**The problem:** Filter the entries for lines with the word "extern".

**Task inputs:**
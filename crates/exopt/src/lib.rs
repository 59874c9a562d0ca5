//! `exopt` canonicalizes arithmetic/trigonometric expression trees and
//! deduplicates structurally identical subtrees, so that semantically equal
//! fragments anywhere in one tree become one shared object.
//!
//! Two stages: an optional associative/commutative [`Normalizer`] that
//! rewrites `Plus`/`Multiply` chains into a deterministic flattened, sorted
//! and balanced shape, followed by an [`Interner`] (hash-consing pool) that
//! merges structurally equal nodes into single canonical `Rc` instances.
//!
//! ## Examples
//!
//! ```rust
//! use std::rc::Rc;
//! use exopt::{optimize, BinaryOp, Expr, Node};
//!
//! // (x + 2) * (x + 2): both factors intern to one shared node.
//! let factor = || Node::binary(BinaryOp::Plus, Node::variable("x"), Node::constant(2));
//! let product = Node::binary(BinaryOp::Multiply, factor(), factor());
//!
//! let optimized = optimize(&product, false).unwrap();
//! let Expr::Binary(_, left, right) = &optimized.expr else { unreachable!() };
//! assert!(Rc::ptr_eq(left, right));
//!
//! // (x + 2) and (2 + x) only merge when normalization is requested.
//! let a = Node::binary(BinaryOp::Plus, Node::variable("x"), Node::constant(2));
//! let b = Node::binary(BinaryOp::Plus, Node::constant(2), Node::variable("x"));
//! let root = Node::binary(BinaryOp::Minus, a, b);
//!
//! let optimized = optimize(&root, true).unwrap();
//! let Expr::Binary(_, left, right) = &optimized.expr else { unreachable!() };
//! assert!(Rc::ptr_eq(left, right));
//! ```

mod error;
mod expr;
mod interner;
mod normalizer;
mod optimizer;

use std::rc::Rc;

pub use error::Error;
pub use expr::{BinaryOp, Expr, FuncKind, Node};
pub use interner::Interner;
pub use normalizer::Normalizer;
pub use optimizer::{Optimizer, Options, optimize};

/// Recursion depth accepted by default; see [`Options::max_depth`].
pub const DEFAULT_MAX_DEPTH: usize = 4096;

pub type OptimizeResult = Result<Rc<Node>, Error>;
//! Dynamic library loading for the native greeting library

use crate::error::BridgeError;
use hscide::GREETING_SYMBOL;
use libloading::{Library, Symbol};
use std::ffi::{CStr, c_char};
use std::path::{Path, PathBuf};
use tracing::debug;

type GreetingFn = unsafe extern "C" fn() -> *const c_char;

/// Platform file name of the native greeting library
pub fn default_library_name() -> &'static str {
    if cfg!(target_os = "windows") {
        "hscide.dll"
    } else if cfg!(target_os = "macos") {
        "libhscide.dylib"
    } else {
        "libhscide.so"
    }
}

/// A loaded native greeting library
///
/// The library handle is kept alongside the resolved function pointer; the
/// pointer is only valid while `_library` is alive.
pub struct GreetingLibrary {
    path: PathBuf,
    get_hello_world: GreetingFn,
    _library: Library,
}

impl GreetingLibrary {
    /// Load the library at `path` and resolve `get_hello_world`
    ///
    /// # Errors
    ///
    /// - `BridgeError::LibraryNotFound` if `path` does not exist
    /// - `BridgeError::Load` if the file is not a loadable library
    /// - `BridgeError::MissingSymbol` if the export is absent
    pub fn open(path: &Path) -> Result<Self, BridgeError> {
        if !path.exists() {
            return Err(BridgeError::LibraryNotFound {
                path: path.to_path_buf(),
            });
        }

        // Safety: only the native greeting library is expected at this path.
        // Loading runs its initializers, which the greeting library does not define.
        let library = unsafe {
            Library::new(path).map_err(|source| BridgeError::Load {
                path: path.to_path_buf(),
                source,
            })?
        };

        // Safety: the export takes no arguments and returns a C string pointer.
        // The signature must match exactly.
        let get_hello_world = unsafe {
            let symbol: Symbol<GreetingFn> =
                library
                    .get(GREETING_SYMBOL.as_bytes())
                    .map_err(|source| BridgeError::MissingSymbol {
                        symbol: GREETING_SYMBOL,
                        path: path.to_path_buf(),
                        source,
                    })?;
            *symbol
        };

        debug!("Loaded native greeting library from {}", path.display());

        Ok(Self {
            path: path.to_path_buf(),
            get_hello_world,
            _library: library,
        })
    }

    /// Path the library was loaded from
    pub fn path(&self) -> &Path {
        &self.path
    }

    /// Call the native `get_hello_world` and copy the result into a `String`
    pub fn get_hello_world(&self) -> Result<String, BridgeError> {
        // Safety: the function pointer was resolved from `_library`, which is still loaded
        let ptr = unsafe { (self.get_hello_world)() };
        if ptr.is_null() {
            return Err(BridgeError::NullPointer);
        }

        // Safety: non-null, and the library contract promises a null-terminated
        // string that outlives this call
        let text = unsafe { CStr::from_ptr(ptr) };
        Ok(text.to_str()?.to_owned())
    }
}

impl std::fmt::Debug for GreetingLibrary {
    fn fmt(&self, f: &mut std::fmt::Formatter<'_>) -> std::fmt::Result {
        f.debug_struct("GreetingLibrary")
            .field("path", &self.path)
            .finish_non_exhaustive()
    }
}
---
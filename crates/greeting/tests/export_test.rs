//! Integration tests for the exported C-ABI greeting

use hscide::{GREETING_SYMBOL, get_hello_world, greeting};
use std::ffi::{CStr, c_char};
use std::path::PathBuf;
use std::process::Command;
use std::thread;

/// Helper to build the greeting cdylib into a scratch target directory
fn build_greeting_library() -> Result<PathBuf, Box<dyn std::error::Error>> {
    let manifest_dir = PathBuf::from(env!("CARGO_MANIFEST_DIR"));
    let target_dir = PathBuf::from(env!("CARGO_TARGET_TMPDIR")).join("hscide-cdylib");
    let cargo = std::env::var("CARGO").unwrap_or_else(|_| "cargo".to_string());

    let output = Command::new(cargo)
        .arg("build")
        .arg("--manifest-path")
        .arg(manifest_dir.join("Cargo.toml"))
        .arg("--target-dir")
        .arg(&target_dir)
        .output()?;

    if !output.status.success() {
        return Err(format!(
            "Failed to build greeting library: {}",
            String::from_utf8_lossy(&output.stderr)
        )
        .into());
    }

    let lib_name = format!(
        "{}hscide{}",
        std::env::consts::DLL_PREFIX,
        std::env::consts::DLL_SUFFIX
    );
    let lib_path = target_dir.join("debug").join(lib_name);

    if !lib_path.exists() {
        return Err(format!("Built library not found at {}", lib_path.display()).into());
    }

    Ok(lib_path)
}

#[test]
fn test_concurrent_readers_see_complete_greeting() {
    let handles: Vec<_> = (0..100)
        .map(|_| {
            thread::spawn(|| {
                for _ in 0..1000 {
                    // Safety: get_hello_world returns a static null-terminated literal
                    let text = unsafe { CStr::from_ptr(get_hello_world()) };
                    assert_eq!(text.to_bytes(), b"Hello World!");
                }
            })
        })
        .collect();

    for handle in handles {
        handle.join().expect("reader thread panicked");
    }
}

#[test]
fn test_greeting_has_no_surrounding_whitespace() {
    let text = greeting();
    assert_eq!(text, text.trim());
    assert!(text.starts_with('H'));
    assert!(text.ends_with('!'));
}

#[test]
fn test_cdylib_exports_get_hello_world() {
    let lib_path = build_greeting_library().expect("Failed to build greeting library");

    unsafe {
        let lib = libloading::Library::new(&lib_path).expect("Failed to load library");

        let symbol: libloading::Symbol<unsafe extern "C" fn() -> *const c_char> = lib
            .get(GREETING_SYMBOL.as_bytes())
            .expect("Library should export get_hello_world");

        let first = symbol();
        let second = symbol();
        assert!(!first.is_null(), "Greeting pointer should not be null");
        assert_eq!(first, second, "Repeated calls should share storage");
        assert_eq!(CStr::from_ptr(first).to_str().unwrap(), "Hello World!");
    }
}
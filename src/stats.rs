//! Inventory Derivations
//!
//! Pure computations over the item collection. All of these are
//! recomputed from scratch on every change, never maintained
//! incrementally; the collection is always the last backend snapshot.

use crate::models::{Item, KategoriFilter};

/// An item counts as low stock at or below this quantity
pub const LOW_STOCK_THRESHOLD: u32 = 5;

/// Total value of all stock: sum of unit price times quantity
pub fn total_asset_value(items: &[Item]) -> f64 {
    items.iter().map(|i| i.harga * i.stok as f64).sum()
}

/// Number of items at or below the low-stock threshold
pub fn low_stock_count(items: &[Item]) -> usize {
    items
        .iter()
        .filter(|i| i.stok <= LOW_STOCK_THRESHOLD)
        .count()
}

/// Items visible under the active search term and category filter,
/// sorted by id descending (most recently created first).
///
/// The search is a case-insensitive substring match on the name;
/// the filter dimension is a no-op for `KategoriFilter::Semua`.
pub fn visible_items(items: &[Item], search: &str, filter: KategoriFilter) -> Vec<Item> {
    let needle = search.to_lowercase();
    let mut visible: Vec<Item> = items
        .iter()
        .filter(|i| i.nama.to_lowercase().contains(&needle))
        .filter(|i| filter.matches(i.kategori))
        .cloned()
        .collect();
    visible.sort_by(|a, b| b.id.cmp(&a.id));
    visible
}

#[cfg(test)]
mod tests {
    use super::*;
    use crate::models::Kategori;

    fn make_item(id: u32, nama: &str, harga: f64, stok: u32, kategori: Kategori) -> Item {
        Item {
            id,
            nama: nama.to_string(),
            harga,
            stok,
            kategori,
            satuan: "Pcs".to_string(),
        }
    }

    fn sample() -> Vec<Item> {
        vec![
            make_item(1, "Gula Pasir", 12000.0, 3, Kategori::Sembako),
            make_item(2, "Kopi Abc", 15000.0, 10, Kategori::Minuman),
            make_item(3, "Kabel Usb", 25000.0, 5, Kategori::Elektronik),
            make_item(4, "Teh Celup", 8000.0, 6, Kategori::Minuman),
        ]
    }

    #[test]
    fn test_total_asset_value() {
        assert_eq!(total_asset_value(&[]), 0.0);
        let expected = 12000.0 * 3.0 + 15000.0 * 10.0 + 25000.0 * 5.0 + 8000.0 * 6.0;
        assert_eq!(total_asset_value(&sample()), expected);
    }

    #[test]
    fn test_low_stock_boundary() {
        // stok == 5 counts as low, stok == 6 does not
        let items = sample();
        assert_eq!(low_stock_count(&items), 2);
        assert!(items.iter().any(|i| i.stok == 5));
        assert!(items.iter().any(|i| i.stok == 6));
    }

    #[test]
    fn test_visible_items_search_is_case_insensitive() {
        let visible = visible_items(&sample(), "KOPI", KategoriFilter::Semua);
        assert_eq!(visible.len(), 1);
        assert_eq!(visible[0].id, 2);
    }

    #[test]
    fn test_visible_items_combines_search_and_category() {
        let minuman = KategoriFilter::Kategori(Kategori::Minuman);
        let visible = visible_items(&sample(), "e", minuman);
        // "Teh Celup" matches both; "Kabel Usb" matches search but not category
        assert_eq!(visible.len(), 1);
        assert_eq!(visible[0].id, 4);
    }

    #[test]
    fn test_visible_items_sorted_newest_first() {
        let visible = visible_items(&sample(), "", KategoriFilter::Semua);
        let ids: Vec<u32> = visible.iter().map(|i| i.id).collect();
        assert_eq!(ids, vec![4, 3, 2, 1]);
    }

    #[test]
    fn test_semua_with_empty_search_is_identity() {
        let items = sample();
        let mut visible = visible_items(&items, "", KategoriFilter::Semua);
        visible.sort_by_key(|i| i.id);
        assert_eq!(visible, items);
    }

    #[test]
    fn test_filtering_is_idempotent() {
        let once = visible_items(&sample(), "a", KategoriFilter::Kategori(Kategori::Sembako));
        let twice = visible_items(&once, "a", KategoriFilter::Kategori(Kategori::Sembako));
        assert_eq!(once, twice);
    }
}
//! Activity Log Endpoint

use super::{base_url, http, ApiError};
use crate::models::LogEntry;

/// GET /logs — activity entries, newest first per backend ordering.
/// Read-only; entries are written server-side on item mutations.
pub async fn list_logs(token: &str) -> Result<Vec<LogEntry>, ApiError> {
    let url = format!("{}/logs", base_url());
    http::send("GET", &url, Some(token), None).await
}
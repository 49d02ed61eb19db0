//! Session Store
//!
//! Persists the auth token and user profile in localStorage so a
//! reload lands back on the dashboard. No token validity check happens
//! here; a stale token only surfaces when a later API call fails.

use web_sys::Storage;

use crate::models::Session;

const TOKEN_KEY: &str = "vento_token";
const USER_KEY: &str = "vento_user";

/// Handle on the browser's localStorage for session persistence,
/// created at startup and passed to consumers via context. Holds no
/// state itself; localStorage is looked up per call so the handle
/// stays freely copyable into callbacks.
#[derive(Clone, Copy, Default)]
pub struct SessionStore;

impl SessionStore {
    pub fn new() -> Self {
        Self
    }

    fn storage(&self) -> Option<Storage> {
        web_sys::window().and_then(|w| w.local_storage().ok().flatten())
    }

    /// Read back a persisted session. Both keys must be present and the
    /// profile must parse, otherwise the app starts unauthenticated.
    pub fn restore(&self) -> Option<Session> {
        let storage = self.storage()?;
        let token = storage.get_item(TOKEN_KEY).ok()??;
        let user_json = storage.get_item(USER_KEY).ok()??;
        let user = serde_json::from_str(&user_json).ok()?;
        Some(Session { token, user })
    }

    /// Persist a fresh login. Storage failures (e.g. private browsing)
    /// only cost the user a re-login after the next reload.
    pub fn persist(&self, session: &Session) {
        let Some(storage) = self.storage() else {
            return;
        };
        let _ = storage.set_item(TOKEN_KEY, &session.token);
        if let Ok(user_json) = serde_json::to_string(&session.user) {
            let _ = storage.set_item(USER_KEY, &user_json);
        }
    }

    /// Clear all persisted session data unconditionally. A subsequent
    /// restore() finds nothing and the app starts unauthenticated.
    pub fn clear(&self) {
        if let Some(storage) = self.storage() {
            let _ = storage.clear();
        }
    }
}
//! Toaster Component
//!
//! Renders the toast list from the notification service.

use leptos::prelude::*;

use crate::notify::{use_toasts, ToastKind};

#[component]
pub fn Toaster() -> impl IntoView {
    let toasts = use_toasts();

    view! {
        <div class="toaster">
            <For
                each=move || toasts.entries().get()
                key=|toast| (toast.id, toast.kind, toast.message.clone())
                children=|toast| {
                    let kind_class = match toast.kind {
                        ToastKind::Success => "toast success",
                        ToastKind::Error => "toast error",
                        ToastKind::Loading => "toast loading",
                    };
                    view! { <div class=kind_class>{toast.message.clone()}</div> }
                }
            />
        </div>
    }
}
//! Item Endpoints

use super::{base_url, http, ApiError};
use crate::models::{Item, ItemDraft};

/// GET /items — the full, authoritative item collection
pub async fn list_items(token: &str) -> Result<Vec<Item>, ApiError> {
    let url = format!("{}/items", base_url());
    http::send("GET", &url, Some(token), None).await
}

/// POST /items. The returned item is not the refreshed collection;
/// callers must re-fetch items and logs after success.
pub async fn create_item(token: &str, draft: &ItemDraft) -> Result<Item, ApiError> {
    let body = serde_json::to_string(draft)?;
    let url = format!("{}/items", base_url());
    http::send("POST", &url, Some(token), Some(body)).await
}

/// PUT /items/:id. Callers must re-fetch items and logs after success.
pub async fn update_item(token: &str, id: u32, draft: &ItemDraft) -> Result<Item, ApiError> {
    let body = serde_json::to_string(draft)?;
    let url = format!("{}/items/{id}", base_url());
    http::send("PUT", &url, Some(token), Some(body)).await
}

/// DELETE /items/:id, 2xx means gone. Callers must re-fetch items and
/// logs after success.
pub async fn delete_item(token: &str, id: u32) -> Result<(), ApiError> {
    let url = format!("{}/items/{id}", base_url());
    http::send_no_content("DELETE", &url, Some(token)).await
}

**Response to the task:**
type GreetingFn = unsafe extern "C" fn() -> *const c_char;
        let symbol: libloading::Symbol<unsafe extern "C" fn() -> *const c_char> = lib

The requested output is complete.